I wanted to install some components today. I painted the exterior of the dollhouse. For the body of the dollhouse you need two coats of paint. After the two coats, I began sanding and assembling the windows. I started with the small windows first since they have the most parts. You have to paint each part that makes the window separately and you have to do both fronts and backs. When you look inside of the your dollhouse and out the windows, you will be able to see if the windows aren’t painted in the back because there will be visible raw wood edges. Make sure you paint ALL sides of each piece, even if they are layered over each other. Small areas count in a small scale.
I clamped them with binder clips after they were done. I waited a little while and then clamped them to their openings. Clamping takes a lot of force, but it guarantees that the parts will sit as flat as possible to the walls.
While the windows dried, I continued with the roof. I had to make the chimney assembly. The instructions tell you to build this assembly away from the dollhouse, but I decided that it would be easier for me to build it on the dollhouse. So I first glued on the chimney front in place and worked my way from there. It just makes it sit better in the slots and you don’t have to fumble with the side roof panel.
I have left this assembly unfinished for now because I want to give it a stucco look in green. I want to stucco the entire chimney and all of the interior roof. The wallpaper I’m using for this room has green tones to it, so the chimney stuccoed green will match. It will also hide all of the gaps. I had thought about wallpapering the chimney but I changed my mind. I can't stucco with the assembly out of place, so I have to put the entire thing in unfinished and then stucco later. If you want to paint or wallpaper these parts, you will have to do it BEFORE you assemble them together so it's easier.

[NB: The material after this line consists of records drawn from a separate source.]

//! Session state and the operations that create and end it.
//!
//! [`SessionState`] owns the token pair, the identity and the session state
//! machine. It is shared by the request pipeline, which reads the access
//! token before every send and replaces the pair after a refresh.
//! [`SessionStore`] implements login, registration, identity fetch,
//! restore and logout on top of the pipeline.
//!
//! Every token change is written to the vault immediately, so a restart
//! rebuilds the session from what was persisted.

use crate::auth_fsm::{
    AuthState, AuthStateChangedPayload, SessionMachine, SessionMachineInput,
};
use crate::wire::{Credentials, Identity, TokenResponse};
use crate::{ApiClient, ApiRequest, ClientError, ClientResult};
use parking_lot::Mutex;
use serde_json::json;
use std::sync::atomic::{AtomicBool, Ordering};
use tracing::{debug, info, warn};
use wallet_storage::{TokenPair, TokenVault};

/// Callback type for auth state change notifications.
pub type AuthStateCallback = Box<dyn Fn(AuthStateChangedPayload) + Send + Sync>;

#[derive(Default)]
struct SessionData {
    tokens: Option<TokenPair>,
    /// Present only while `tokens` is.
    identity: Option<Identity>,
}

/// In-memory session mirrored to durable storage.
pub struct SessionState {
    vault: TokenVault,
    data: Mutex<SessionData>,
    fsm: Mutex<SessionMachine>,
    state_callback: Mutex<Option<AuthStateCallback>>,
    /// Set once the login redirect fired for the current teardown.
    redirected: AtomicBool,
}

impl SessionState {
    /// Load whatever token pair the vault holds.
    pub fn new(vault: TokenVault) -> Self {
        let tokens = match vault.load_token_pair() {
            Ok(tokens) => tokens,
            Err(e) => {
                warn!(error = %e, "Could not read persisted tokens, starting without a session");
                None
            }
        };
        if tokens.is_some() {
            debug!("Loaded persisted token pair");
        }

        Self {
            vault,
            data: Mutex::new(SessionData {
                tokens,
                identity: None,
            }),
            fsm: Mutex::new(SessionMachine::new()),
            state_callback: Mutex::new(None),
            redirected: AtomicBool::new(false),
        }
    }

    pub fn access_token(&self) -> Option<String> {
        self.data
            .lock()
            .tokens
            .as_ref()
            .map(|t| t.access_token.clone())
    }

    pub fn refresh_token(&self) -> Option<String> {
        self.data
            .lock()
            .tokens
            .as_ref()
            .map(|t| t.refresh_token.clone())
    }

    /// Whether a token pair is held.
    pub fn has_tokens(&self) -> bool {
        self.data.lock().tokens.is_some()
    }

    pub fn identity(&self) -> Option<Identity> {
        self.data.lock().identity.clone()
    }

    /// Current state machine state.
    pub fn state(&self) -> AuthState {
        AuthState::from(self.fsm.lock().state())
    }

    /// Set a callback to be notified of auth state changes.
    pub fn set_state_callback(&self, callback: AuthStateCallback) {
        *self.state_callback.lock() = Some(callback);
    }

    /// Replace the token pair in memory and in the vault.
    pub(crate) fn replace_tokens(&self, pair: &TokenPair) -> ClientResult<()> {
        self.data.lock().tokens = Some(pair.clone());
        self.redirected.store(false, Ordering::SeqCst);
        self.vault.set_token_pair(pair)?;
        Ok(())
    }

    /// Record the identity. Refused when no access token is held.
    pub(crate) fn set_identity(&self, identity: Identity) -> ClientResult<()> {
        let mut data = self.data.lock();
        match &data.tokens {
            Some(tokens) if !tokens.access_token.is_empty() => {
                data.identity = Some(identity);
                Ok(())
            }
            _ => Err(ClientError::NotLoggedIn),
        }
    }

    /// Drop tokens and identity together, then clear the vault.
    pub(crate) fn clear(&self) {
        {
            let mut data = self.data.lock();
            data.tokens = None;
            data.identity = None;
        }
        if let Err(e) = self.vault.clear() {
            warn!(error = %e, "Failed to clear persisted tokens");
        }
    }

    /// True for the first caller after the session was torn down; later
    /// callers get false until new tokens are installed.
    pub(crate) fn claim_redirect(&self) -> bool {
        !self.redirected.swap(true, Ordering::SeqCst)
    }

    /// Clear the session and move to `input`'s target state. Falls back to
    /// SignedOut when `input` is not valid from the current state.
    pub(crate) fn end(&self, input: &SessionMachineInput) {
        self.clear();
        if self.transition(input).is_err() {
            self.force_signed_out();
        }
    }

    /// Transition the FSM and notify callback if state changed.
    pub(crate) fn transition(&self, input: &SessionMachineInput) -> ClientResult<AuthState> {
        let mut fsm = self.fsm.lock();
        let old_state = AuthState::from(fsm.state());

        fsm.consume(input).map_err(|_| {
            ClientError::InvalidStateTransition(format!(
                "Cannot apply {:?} in state {:?}",
                input,
                fsm.state()
            ))
        })?;

        let new_state = AuthState::from(fsm.state());
        drop(fsm);

        if old_state != new_state {
            debug!(old_state = ?old_state, new_state = ?new_state, "Auth state transition");
            self.notify_state_change(new_state);
        }

        Ok(new_state)
    }

    /// Like `transition`, for inputs that may legitimately not apply
    /// (e.g. a refresh on a session that was never restored).
    pub(crate) fn transition_quiet(&self, input: &SessionMachineInput) -> Option<AuthState> {
        match self.transition(input) {
            Ok(state) => Some(state),
            Err(e) => {
                debug!(error = %e, "Ignoring auth state input");
                None
            }
        }
    }

    fn force_signed_out(&self) {
        let mut fsm = self.fsm.lock();
        let old_state = AuthState::from(fsm.state());
        *fsm = SessionMachine::new();
        drop(fsm);

        if old_state != AuthState::SignedOut {
            debug!(old_state = ?old_state, "Auth state forced to signed out");
            self.notify_state_change(AuthState::SignedOut);
        }
    }

    fn notify_state_change(&self, state: AuthState) {
        let identity = self.identity();
        let cb = self.state_callback.lock();
        if let Some(callback) = cb.as_ref() {
            callback(AuthStateChangedPayload {
                state,
                user_id: identity.as_ref().map(|i| i.id),
                email: identity.map(|i| i.email),
            });
        }
    }
}

/// Login, registration, identity and logout.
#[derive(Clone)]
pub struct SessionStore {
    client: ApiClient,
}

impl SessionStore {
    pub fn new(client: ApiClient) -> Self {
        Self { client }
    }

    pub fn client(&self) -> &ApiClient {
        &self.client
    }

    pub fn state(&self) -> AuthState {
        self.client.session().state()
    }

    pub fn identity(&self) -> Option<Identity> {
        self.client.session().identity()
    }

    /// Whether a token pair is held, whether or not it is still accepted.
    pub fn has_session(&self) -> bool {
        self.client.session().has_tokens()
    }

    /// `POST /auth/login`, then fetch the identity.
    pub async fn login(&self, email: &str, password: &str) -> ClientResult<Identity> {
        self.authenticate("auth/login", Credentials::new(email, password)).await
    }

    /// `POST /auth/register`, then fetch the identity.
    pub async fn register(&self, email: &str, password: &str) -> ClientResult<Identity> {
        self.authenticate("auth/register", Credentials::new(email, password)).await
    }

    async fn authenticate(&self, path: &str, credentials: Credentials) -> ClientResult<Identity> {
        let session = self.client.session();
        session.transition(&SessionMachineInput::LoginAttempt)?;
        info!(email = %credentials.email, endpoint = path, "Signing in");

        let tokens: TokenResponse = match self.client.post(path, &credentials).await {
            Ok(tokens) => tokens,
            Err(e) => {
                warn!(error = %e, "Sign-in rejected");
                session.transition_quiet(&SessionMachineInput::LoginFailed);
                return Err(e);
            }
        };

        if let Err(e) = session.replace_tokens(&tokens.into_pair()) {
            warn!(error = %e, "Failed to persist tokens");
            session.end(&SessionMachineInput::LoginFailed);
            return Err(e);
        }

        let identity = self.fetch_identity().await?;
        session.transition_quiet(&SessionMachineInput::LoginSuccess);
        info!(user_id = identity.id, "Signed in");
        Ok(identity)
    }

    /// `GET /auth/me`. Any failure means the session is unusable, so it is
    /// logged out before the failure is returned.
    pub async fn fetch_identity(&self) -> ClientResult<Identity> {
        match self.client.get::<Identity>("auth/me").await {
            Ok(identity) => {
                self.client.session().set_identity(identity.clone())?;
                debug!(user_id = identity.id, "Identity loaded");
                Ok(identity)
            }
            Err(e) => {
                warn!(error = %e, "Could not load identity, signing out");
                self.logout().await;
                Err(e)
            }
        }
    }

    /// Rebuild the session from persisted tokens.
    ///
    /// Returns `Ok(None)` when nothing was persisted, and an error when the
    /// persisted session was rejected (it has been cleared by then).
    pub async fn restore(&self) -> ClientResult<Option<Identity>> {
        let session = self.client.session();
        session.transition(&SessionMachineInput::Restore)?;

        if !session.has_tokens() {
            info!("No persisted session");
            session.transition(&SessionMachineInput::NoSession)?;
            return Ok(None);
        }

        let identity = self.fetch_identity().await?;
        // A refresh during the fetch may already have landed in Authenticated
        session.transition_quiet(&SessionMachineInput::Restored);
        info!(user_id = identity.id, "Session restored");
        Ok(Some(identity))
    }

    /// Revoke the refresh token server-side if possible, then clear the
    /// session. The server call is best-effort; local state is always cleared.
    pub async fn logout(&self) {
        let session = self.client.session();
        session.transition_quiet(&SessionMachineInput::LogoutRequested);

        if let Some(refresh_token) = session.refresh_token() {
            let request =
                ApiRequest::post("auth/logout").json(json!({ "refresh_token": refresh_token }));
            match self.client.execute_unmanaged(request).await {
                Ok(response) if response.is_success() => debug!("Refresh token revoked"),
                Ok(response) => warn!(
                    status = response.status,
                    "Server-side logout failed, clearing local session anyway"
                ),
                Err(e) => warn!(error = %e, "Server-side logout failed, clearing local session anyway"),
            }
        }

        self.client.end_session(&SessionMachineInput::LogoutComplete);
        info!("Signed out");
    }

    /// `PATCH /auth/me/email`. The returned identity replaces the held one.
    pub async fn change_email(&self, current_password: &str, new_email: &str) -> ClientResult<Identity> {
        let identity: Identity = self
            .client
            .patch(
                "auth/me/email",
                &json!({ "current_password": current_password, "new_email": new_email }),
            )
            .await?;
        self.client.session().set_identity(identity.clone())?;
        info!(user_id = identity.id, "Email changed");
        Ok(identity)
    }

    /// `PATCH /auth/me/password`.
    pub async fn change_password(&self, current_password: &str, new_password: &str) -> ClientResult<()> {
        self.client
            .patch_no_content(
                "auth/me/password",
                &json!({ "current_password": current_password, "new_password": new_password }),
            )
            .await?;
        info!("Password changed");
        Ok(())
    }
}

#[cfg(test)]
mod tests {
    use super::*;
    use std::sync::Arc;

    #[test]
    fn identity_requires_tokens() {
        let session = SessionState::new(TokenVault::in_memory());
        let identity = Identity {
            id: 1,
            email: "a@example.com".to_string(),
        };

        assert!(matches!(
            session.set_identity(identity.clone()),
            Err(ClientError::NotLoggedIn)
        ));

        session.replace_tokens(&TokenPair::new("a-1", "r-1")).unwrap();
        session.set_identity(identity.clone()).unwrap();
        assert_eq!(session.identity(), Some(identity));
    }

    #[test]
    fn clear_drops_tokens_and_identity_together() {
        let session = SessionState::new(TokenVault::in_memory());
        session.replace_tokens(&TokenPair::new("a-1", "r-1")).unwrap();
        session
            .set_identity(Identity {
                id: 1,
                email: "a@example.com".to_string(),
            })
            .unwrap();

        session.clear();

        assert_eq!(session.access_token(), None);
        assert_eq!(session.refresh_token(), None);
        assert_eq!(session.identity(), None);
    }

    #[test]
    fn loads_persisted_pair_on_construction() {
        let vault = TokenVault::in_memory();
        vault.set_token_pair(&TokenPair::new("a-1", "r-1")).unwrap();

        let session = SessionState::new(vault);

        assert_eq!(session.access_token().as_deref(), Some("a-1"));
        assert_eq!(session.refresh_token().as_deref(), Some("r-1"));
        assert_eq!(session.state(), AuthState::SignedOut);
    }

    #[test]
    fn state_callback_sees_transitions() {
        let session = SessionState::new(TokenVault::in_memory());
        let seen = Arc::new(Mutex::new(Vec::new()));
        let sink = Arc::clone(&seen);
        session.set_state_callback(Box::new(move |payload| sink.lock().push(payload.state)));

        session.transition(&SessionMachineInput::LoginAttempt).unwrap();
        session.transition(&SessionMachineInput::LoginSuccess).unwrap();
        session.end(&SessionMachineInput::SessionRevoked);

        assert_eq!(
            *seen.lock(),
            vec![
                AuthState::Authenticating,
                AuthState::Authenticated,
                AuthState::SignedOut
            ]
        );
    }

    #[test]
    fn end_forces_signed_out_from_any_state() {
        let session = SessionState::new(TokenVault::in_memory());
        session.transition(&SessionMachineInput::LoginAttempt).unwrap();

        // LogoutComplete is not valid from Authenticating
        session.end(&SessionMachineInput::LogoutComplete);

        assert_eq!(session.state(), AuthState::SignedOut);
    }

    #[test]
    fn invalid_transition_is_an_error() {
        let session = SessionState::new(TokenVault::in_memory());
        let err = session
            .transition(&SessionMachineInput::LoginSuccess)
            .unwrap_err();
        assert!(matches!(err, ClientError::InvalidStateTransition(_)));
        assert_eq!(session.transition_quiet(&SessionMachineInput::LoginSuccess), None);
    }
}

While that dried, I began assembling the barrel roof. Notice that I took some pictures so you can see where the support goes. It goes flat against the interior wall in the slots. The pieces for the barrel roof fit perfectly. This shows that the dollhouse is square and completely straight since the beginning of the build. The moment of truth for a straight dollhouse is when you get to the roof and this dollhouse has a pretty complicated roof. The barrel roof has ridges so it can bend. Put masking tape on the back. Then slowly and gently bend each ridge panel until it snaps in a bent position but don’t break them off! Do it just so it bends into an arch while still attached together. Glue them in place. They fit perfectly as well, with no gaps on any sides. I used masking tape to keep them down.
I moved on to more windows. I glued on the bay sills and windows. I glued in all of the roof trims for the porch and bays. I again returned to the main roof. I glued all of the mansard roof supports. I glued on the top roof cornice trim.